YOUR TASK: Produce the listing below again, exactly as shown.

(RECORDS SUPPLIED begins)

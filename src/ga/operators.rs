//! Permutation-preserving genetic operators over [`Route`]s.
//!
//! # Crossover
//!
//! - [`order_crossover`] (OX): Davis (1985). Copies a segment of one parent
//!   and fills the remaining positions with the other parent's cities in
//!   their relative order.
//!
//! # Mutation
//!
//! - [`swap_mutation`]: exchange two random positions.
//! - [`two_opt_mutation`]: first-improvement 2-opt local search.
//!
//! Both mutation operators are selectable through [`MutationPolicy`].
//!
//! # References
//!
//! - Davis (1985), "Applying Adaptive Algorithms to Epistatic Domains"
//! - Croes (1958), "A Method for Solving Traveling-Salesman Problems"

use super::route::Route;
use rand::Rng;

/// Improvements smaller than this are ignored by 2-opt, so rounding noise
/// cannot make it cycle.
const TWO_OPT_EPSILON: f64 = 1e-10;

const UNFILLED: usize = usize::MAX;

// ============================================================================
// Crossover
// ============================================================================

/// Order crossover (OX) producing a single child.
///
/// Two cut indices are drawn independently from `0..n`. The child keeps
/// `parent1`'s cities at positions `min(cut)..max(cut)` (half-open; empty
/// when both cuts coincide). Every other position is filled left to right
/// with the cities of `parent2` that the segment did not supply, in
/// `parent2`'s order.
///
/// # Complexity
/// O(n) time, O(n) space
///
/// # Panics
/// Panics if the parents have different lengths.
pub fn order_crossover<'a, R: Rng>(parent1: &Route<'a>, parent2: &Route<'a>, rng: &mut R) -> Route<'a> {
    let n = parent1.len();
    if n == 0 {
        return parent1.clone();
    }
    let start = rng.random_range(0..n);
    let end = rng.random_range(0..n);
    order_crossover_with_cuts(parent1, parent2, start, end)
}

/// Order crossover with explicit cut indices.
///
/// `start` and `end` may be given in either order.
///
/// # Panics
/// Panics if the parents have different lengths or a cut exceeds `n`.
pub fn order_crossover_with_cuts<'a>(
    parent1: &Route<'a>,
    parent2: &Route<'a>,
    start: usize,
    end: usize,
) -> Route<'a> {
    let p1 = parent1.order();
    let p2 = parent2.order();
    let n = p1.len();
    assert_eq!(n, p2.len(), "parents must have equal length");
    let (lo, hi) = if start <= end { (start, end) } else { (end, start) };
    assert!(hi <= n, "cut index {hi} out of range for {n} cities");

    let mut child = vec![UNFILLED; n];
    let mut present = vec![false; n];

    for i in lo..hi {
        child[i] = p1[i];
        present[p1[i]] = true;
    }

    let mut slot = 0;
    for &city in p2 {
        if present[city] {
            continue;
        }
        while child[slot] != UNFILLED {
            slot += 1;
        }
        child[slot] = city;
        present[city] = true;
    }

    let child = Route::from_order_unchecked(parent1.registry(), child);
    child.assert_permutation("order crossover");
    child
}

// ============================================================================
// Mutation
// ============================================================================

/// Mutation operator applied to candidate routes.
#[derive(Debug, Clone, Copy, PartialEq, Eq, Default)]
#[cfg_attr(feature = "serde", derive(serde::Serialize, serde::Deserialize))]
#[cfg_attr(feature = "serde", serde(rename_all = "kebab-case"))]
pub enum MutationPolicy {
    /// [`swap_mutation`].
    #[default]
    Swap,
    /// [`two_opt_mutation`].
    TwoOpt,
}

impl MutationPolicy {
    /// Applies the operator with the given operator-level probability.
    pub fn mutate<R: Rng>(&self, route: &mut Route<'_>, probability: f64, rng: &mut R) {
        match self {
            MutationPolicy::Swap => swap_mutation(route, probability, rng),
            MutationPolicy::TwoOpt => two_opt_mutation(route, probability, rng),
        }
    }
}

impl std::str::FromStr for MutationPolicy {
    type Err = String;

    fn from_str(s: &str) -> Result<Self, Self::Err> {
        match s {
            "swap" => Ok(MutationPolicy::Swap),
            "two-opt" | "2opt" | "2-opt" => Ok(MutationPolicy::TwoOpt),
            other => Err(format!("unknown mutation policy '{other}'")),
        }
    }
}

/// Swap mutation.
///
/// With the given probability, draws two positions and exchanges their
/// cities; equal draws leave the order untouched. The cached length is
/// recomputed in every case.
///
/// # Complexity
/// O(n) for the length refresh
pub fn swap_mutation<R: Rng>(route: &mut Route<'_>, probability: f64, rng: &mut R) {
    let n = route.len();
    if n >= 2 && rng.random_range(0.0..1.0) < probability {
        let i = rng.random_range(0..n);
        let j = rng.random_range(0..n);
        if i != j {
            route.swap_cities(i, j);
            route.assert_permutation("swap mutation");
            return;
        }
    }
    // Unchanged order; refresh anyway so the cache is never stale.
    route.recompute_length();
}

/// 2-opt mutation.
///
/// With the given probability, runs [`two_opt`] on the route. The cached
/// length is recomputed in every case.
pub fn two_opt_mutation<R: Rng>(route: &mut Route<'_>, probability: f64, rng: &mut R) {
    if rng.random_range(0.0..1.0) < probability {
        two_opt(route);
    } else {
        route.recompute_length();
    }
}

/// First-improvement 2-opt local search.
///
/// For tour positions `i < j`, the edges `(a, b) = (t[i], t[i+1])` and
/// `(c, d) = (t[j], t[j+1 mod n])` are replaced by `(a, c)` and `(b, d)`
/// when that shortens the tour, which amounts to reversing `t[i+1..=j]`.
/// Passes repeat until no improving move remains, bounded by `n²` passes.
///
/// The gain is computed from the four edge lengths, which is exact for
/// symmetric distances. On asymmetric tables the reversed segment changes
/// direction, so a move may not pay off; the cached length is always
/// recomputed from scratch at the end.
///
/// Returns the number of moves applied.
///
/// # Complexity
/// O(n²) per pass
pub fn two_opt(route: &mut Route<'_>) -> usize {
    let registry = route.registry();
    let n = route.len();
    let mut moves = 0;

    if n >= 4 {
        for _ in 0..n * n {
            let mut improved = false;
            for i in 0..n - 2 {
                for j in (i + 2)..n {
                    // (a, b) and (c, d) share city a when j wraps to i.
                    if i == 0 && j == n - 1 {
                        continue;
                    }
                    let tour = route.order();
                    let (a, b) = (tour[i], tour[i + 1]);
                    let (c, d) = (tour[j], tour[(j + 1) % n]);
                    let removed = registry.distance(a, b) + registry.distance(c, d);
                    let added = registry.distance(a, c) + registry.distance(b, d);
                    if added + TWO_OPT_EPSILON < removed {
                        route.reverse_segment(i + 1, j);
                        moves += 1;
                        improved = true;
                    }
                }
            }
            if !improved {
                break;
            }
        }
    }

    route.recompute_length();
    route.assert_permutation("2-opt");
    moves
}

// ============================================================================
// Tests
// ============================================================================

(RECORDS SUPPLIED ends)

RESULT OF THIS EXERCISE:
filename src/ga/operators.rs
//! Permutation-preserving genetic operators over [`Route`]s.
//!
//! # Crossover
//!
//! - [`order_crossover`] (OX): Davis (1985). Copies a segment of one parent
//!   and fills the remaining positions with the other parent's cities in
//!   their relative order.
//!
//! # Mutation
//!
//! - [`swap_mutation`]: exchange two random positions.
//! - [`two_opt_mutation`]: first-improvement 2-opt local search.
//!
//! Both mutation operators are selectable through [`MutationPolicy`].
//!
//! # References
//!
//! - Davis (1985), "Applying Adaptive Algorithms to Epistatic Domains"
//! - Croes (1958), "A Method for Solving Traveling-Salesman Problems"

use super::route::Route;
use rand::Rng;

/// Improvements smaller than this are ignored by 2-opt, so rounding noise
/// cannot make it cycle.
const TWO_OPT_EPSILON: f64 = 1e-10;

const UNFILLED: usize = usize::MAX;

// ============================================================================
// Crossover
// ============================================================================

/// Order crossover (OX) producing a single child.
///
/// Two cut indices are drawn independently from `0..n`. The child keeps
/// `parent1`'s cities at positions `min(cut)..max(cut)` (half-open; empty
/// when both cuts coincide). Every other position is filled left to right
/// with the cities of `parent2` that the segment did not supply, in
/// `parent2`'s order.
///
/// # Complexity
/// O(n) time, O(n) space
///
/// # Panics
/// Panics if the parents have different lengths.
pub fn order_crossover<'a, R: Rng>(parent1: &Route<'a>, parent2: &Route<'a>, rng: &mut R) -> Route<'a> {
    let n = parent1.len();
    if n == 0 {
        return parent1.clone();
    }
    let start = rng.random_range(0..n);
    let end = rng.random_range(0..n);
    order_crossover_with_cuts(parent1, parent2, start, end)
}

/// Order crossover with explicit cut indices.
///
/// `start` and `end` may be given in either order.
///
/// # Panics
/// Panics if the parents have different lengths or a cut exceeds `n`.
pub fn order_crossover_with_cuts<'a>(
    parent1: &Route<'a>,
    parent2: &Route<'a>,
    start: usize,
    end: usize,
) -> Route<'a> {
    let p1 = parent1.order();
    let p2 = parent2.order();
    let n = p1.len();
    assert_eq!(n, p2.len(), "parents must have equal length");
    let (lo, hi) = if start <= end { (start, end) } else { (end, start) };
    assert!(hi <= n, "cut index {hi} out of range for {n} cities");

    let mut child = vec![UNFILLED; n];
    let mut present = vec![false; n];

    for i in lo..hi {
        child[i] = p1[i];
        present[p1[i]] = true;
    }

    let mut slot = 0;
    for &city in p2 {
        if present[city] {
            continue;
        }
        while child[slot] != UNFILLED {
            slot += 1;
        }
        child[slot] = city;
        present[city] = true;
    }

    let child = Route::from_order_unchecked(parent1.registry(), child);
    child.assert_permutation("order crossover");
    child
}

// ============================================================================
// Mutation
// ============================================================================

/// Mutation operator applied to candidate routes.
#[derive(Debug, Clone, Copy, PartialEq, Eq, Default)]
#[cfg_attr(feature = "serde", derive(serde::Serialize, serde::Deserialize))]
#[cfg_attr(feature = "serde", serde(rename_all = "kebab-case"))]
pub enum MutationPolicy {
    /// [`swap_mutation`].
    #[default]
    Swap,
    /// [`two_opt_mutation`].
    TwoOpt,
}

impl MutationPolicy {
    /// Applies the operator with the given operator-level probability.
    pub fn mutate<R: Rng>(&self, route: &mut Route<'_>, probability: f64, rng: &mut R) {
        match self {
            MutationPolicy::Swap => swap_mutation(route, probability, rng),
            MutationPolicy::TwoOpt => two_opt_mutation(route, probability, rng),
        }
    }
}

impl std::str::FromStr for MutationPolicy {
    type Err = String;

    fn from_str(s: &str) -> Result<Self, Self::Err> {
        match s {
            "swap" => Ok(MutationPolicy::Swap),
            "two-opt" | "2opt" | "2-opt" => Ok(MutationPolicy::TwoOpt),
            other => Err(format!("unknown mutation policy '{other}'")),
        }
    }
}

/// Swap mutation.
///
/// With the given probability, draws two positions and exchanges their
/// cities; equal draws leave the order untouched. The cached length is
/// recomputed in every case.
///
/// # Complexity
/// O(n) for the length refresh
pub fn swap_mutation<R: Rng>(route: &mut Route<'_>, probability: f64, rng: &mut R) {
    let n = route.len();
    if n >= 2 && rng.random_range(0.0..1.0) < probability {
        let i = rng.random_range(0..n);
        let j = rng.random_range(0..n);
        if i != j {
            route.swap_cities(i, j);
            route.assert_permutation("swap mutation");
            return;
        }
    }
    // Unchanged order; refresh anyway so the cache is never stale.
    route.recompute_length();
}

/// 2-opt mutation.
///
/// With the given probability, runs [`two_opt`] on the route. The cached
/// length is recomputed in every case.
pub fn two_opt_mutation<R: Rng>(route: &mut Route<'_>, probability: f64, rng: &mut R) {
    if rng.random_range(0.0..1.0) < probability {
        two_opt(route);
    } else {
        route.recompute_length();
    }
}

/// First-improvement 2-opt local search.
///
/// For tour positions `i < j`, the edges `(a, b) = (t[i], t[i+1])` and
/// `(c, d) = (t[j], t[j+1 mod n])` are replaced by `(a, c)` and `(b, d)`
/// when that shortens the tour, which amounts to reversing `t[i+1..=j]`.
/// Passes repeat until no improving move remains, bounded by `n²` passes.
///
/// The gain is computed from the four edge lengths, which is exact for
/// symmetric distances. On asymmetric tables the reversed segment changes
/// direction, so a move may not pay off; the cached length is always
/// recomputed from scratch at the end.
///
/// Returns the number of moves applied.
///
/// # Complexity
/// O(n²) per pass
pub fn two_opt(route: &mut Route<'_>) -> usize {
    let registry = route.registry();
    let n = route.len();
    let mut moves = 0;

    if n >= 4 {
        for _ in 0..n * n {
            let mut improved = false;
            for i in 0..n - 2 {
                for j in (i + 2)..n {
                    // (a, b) and (c, d) share city a when j wraps to i.
                    if i == 0 && j == n - 1 {
                        continue;
                    }
                    let tour = route.order();
                    let (a, b) = (tour[i], tour[i + 1]);
                    let (c, d) = (tour[j], tour[(j + 1) % n]);
                    let removed = registry.distance(a, b) + registry.distance(c, d);
                    let added = registry.distance(a, c) + registry.distance(b, d);
                    if added + TWO_OPT_EPSILON < removed {
                        route.reverse_segment(i + 1, j);
                        moves += 1;
                        improved = true;
                    }
                }
            }
            if !improved {
                break;
            }
        }
    }

    route.recompute_length();
    route.assert_permutation("2-opt");
    moves
}

// ============================================================================
// Tests
// ============================================================================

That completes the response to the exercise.